After graduating from the University of Illinois, I called Dr. Rimland to tell him that I had returned to Los Angeles. It so happened that the day I finished graduate school was the day Dr. Rimland retired from the Navy. (He had worked as a full-time civilian senior researcher, while doing all of his autism work in the evenings and on weekends.) I remember Dr. Rimland commenting that this timing might be a "sign from above."
After returning to Los Angeles, I spent four years teaching at Pitzer College (one of the Claremont Colleges) in southern California. Along with two of my best students, Rachel Firemark and Susan Kelso, I sponsored at least one autism event each semester. Among the many events, we invited Dr. Rimland to lecture at Pitzer on several occasions, and organized an art exhibit featuring many of Mark Rimland's artworks. During this time, Dr. Rimland and I also collaborated on several projects which included evaluating various autism clinics and regional centers in the Los Angeles area, developing a high-tech laser disc computer system to teach autistic children, and analyzing ARI's data on treatment efficacy.
I moved to Oregon in the late 1980s and began working full-time with Dr.

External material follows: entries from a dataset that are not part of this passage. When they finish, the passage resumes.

use serde::Deserialize;
use tokio::{
    sync::{broadcast, mpsc, oneshot},
    time::{Duration, sleep},
};
use tracing::{debug, warn};

use crate::{
    auth::AuthError,
    core::{
        catalog::CatalogSource,
        queue::{QueueError, SaveReceipt},
    },
    item::FoodItem,
    notice::Notice,
    persist::PersistError,
    session::{Applied, Session, SessionError},
    types::{Decision, ItemId, QueueStatus},
    user::{User, UserMatch},
};

use super::events::SessionEvent;

#[derive(Debug)]
pub enum RuntimeError {
    Session(SessionError),
    ChannelClosed,
}

impl From<SessionError> for RuntimeError {
    fn from(value: SessionError) -> Self {
        Self::Session(value)
    }
}

impl From<QueueError> for RuntimeError {
    fn from(value: QueueError) -> Self {
        Self::Session(SessionError::Queue(value))
    }
}

impl From<AuthError> for RuntimeError {
    fn from(value: AuthError) -> Self {
        Self::Session(SessionError::Auth(value))
    }
}

impl From<PersistError> for RuntimeError {
    fn from(value: PersistError) -> Self {
        Self::Session(SessionError::Persist(value))
    }
}

#[derive(Debug, Clone, PartialEq, Eq, Deserialize)]
#[serde(default)]
pub struct RuntimeConfig {
    pub fetch_latency_ms: u64,
    pub auth_latency_ms: u64,
    pub fetch_on_start: bool,
    pub command_queue_bound: usize,
    pub event_capacity: usize,
}

impl Default for RuntimeConfig {
    fn default() -> Self {
        Self {
            fetch_latency_ms: 1000,
            auth_latency_ms: 800,
            fetch_on_start: true,
            command_queue_bound: 256,
            event_capacity: 1024,
        }
    }
}

impl RuntimeConfig {
    /// No artificial latency; handy for tests and headless use.
    pub fn immediate() -> Self {
        Self {
            fetch_latency_ms: 0,
            auth_latency_ms: 0,
            ..Self::default()
        }
    }
}

#[derive(Clone)]
pub struct SessionHandle {
    cmd_tx: mpsc::Sender<Command>,
    events_tx: broadcast::Sender<SessionEvent>,
}

enum Command {
    Fetch {
        resp: oneshot::Sender<Result<usize, RuntimeError>>,
    },
    Save {
        item: FoodItem,
        resp: oneshot::Sender<Result<FoodItem, RuntimeError>>,
    },
    Skip {
        resp: oneshot::Sender<Result<Option<FoodItem>, RuntimeError>>,
    },
    Remove {
        id: ItemId,
        resp: oneshot::Sender<Result<Option<FoodItem>, RuntimeError>>,
    },
    Decide {
        decision: Decision,
        resp: oneshot::Sender<Result<Option<Applied>, RuntimeError>>,
    },
    Current {
        resp: oneshot::Sender<Option<FoodItem>>,
    },
    Saved {
        resp: oneshot::Sender<Vec<FoodItem>>,
    },
    Status {
        resp: oneshot::Sender<QueueStatus>,
    },
    Login {
        email: String,
        password: String,
        resp: oneshot::Sender<Result<User, RuntimeError>>,
    },
    Register {
        username: String,
        email: String,
        password: String,
        resp: oneshot::Sender<Result<User, RuntimeError>>,
    },
    Logout {
        resp: oneshot::Sender<Result<(), RuntimeError>>,
    },
    SelectCity {
        city: String,
        resp: oneshot::Sender<Result<(), RuntimeError>>,
    },
    CurrentUser {
        resp: oneshot::Sender<Option<User>>,
    },
    Matches {
        resp: oneshot::Sender<Result<Vec<UserMatch>, RuntimeError>>,
    },
    AcceptMatch {
        id: String,
        resp: oneshot::Sender<Result<UserMatch, RuntimeError>>,
    },
    RejectMatch {
        id: String,
        resp: oneshot::Sender<Result<UserMatch, RuntimeError>>,
    },
    Shutdown {
        resp: oneshot::Sender<()>,
    },
}
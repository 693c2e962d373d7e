//! Food item and restaurant descriptor records.

use serde::{Deserialize, Serialize};

use crate::types::ItemId;

/// Restaurant details embedded in every [`FoodItem`].
#[derive(Debug, Clone, PartialEq, Serialize, Deserialize)]
#[serde(rename_all = "camelCase")]
pub struct RestaurantInfo {
    /// Display name.
    pub name: String,
    /// Street address.
    pub address: String,
    /// Opening hours, free text.
    pub timings: String,
    /// Link to the Zomato listing.
    pub zomato_link: String,
    /// Link to the Google Maps pin.
    pub google_maps_link: String,
    /// Average rating, 0.0 to 5.0.
    pub rating: f32,
    /// Number of reviews behind `rating`.
    pub review_count: u32,
}

/// Immutable catalog entry shown on a swipe card.
#[derive(Debug, Clone, PartialEq, Serialize, Deserialize)]
#[serde(rename_all = "camelCase")]
pub struct FoodItem {
    /// Unique catalog id.
    pub id: ItemId,
    /// Dish name.
    pub name: String,
    /// Image path or URL.
    #[serde(default)]
    pub image: String,
    /// Dish description.
    pub description: String,
    /// Display price, currency included.
    pub price: String,
    /// Menu category such as "Dessert".
    pub category: String,
    /// Ordered tags.
    pub tags: Vec<String>,
    /// Average rating, 0.0 to 5.0.
    pub rating: f32,
    /// Number of reviews behind `rating`.
    pub review_count: u32,
    /// Allergens present in the dish.
    pub allergies: Vec<String>,
    /// Restaurant serving the dish.
    pub restaurant: RestaurantInfo,
}

impl FoodItem {
    /// Returns true when the dish lists `allergen` (case-insensitive).
    pub fn contains_allergen(&self, allergen: &str) -> bool {
        self.allergies
            .iter()
            .any(|a| a.eq_ignore_ascii_case(allergen))
    }
}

Rimland, opening an autism center in Newberg (which later moved to Beaverton). This center was actually ARI's satellite office, with the purpose of conducting research studies. Our research involved assessing the efficacy of auditory integration training, vision training, and deep pressure. We also conducted studies on the presence of yeast overgrowth (Candida albicans) in autism, the use of DMG and secrepan (a form of secretin), physiological correlates of self-injury, and intelligence testing. I was constantly impressed by the scope of Dr. Rimland's research interests, and by his determination to follow the lead of parents and "maverick" researchers who reported important clues about potential treatments or autism culprits. Many of those clues, ignored by others in the field, formed the basis of the treatments that are now recovering thousands of autistic children. For many years, Dr. Rimland told me about the remarkable work of Sid Baker, M.D., and Jon Pangborn, Ph.D. When it came time to organize Defeat Autism Now!, he asked me to assist in this project. Drs. Rimland, Baker and Pangborn ran the first two-day Defeat Autism Now! meeting, which was a turning point in the field of autism. It was a great privilege to attend that meeting, and to be in on the ground floor of what I believe will prove to be the biggest advance in the history of autism research since Dr. Rimland single-handedly destroyed the myth of the "refrigerator mother."
Dr. Rimland and I worked on many other projects including collaboration on the book Recovering Autistic Children (formerly Treating Autistic Children) and several research articles; editing ARI's quarterly newsletter, the Autism Research Review International; maintaining ARI's websites, and analyzing all of ARI's research data. I moved to San Diego in May, 2006 to help Dr. Rimland while he was battling prostate cancer and, under his guidance, took over much of the operation of the Institute.
I am fortunate to have shared 30 years of friendship and professional collaboration with Dr. Rimland. Since my parents both passed away before my children were born, they called him "Grandpa Bernie." He was not just a professional mentor but also a kind and generous friend, and I am deeply honored to be welcomed into his family and entrusted with carrying on his life's work. I am certain he is with all of us in spirit as we continue the remarkable journey he began-a journey toward hope for all autistic children and their families.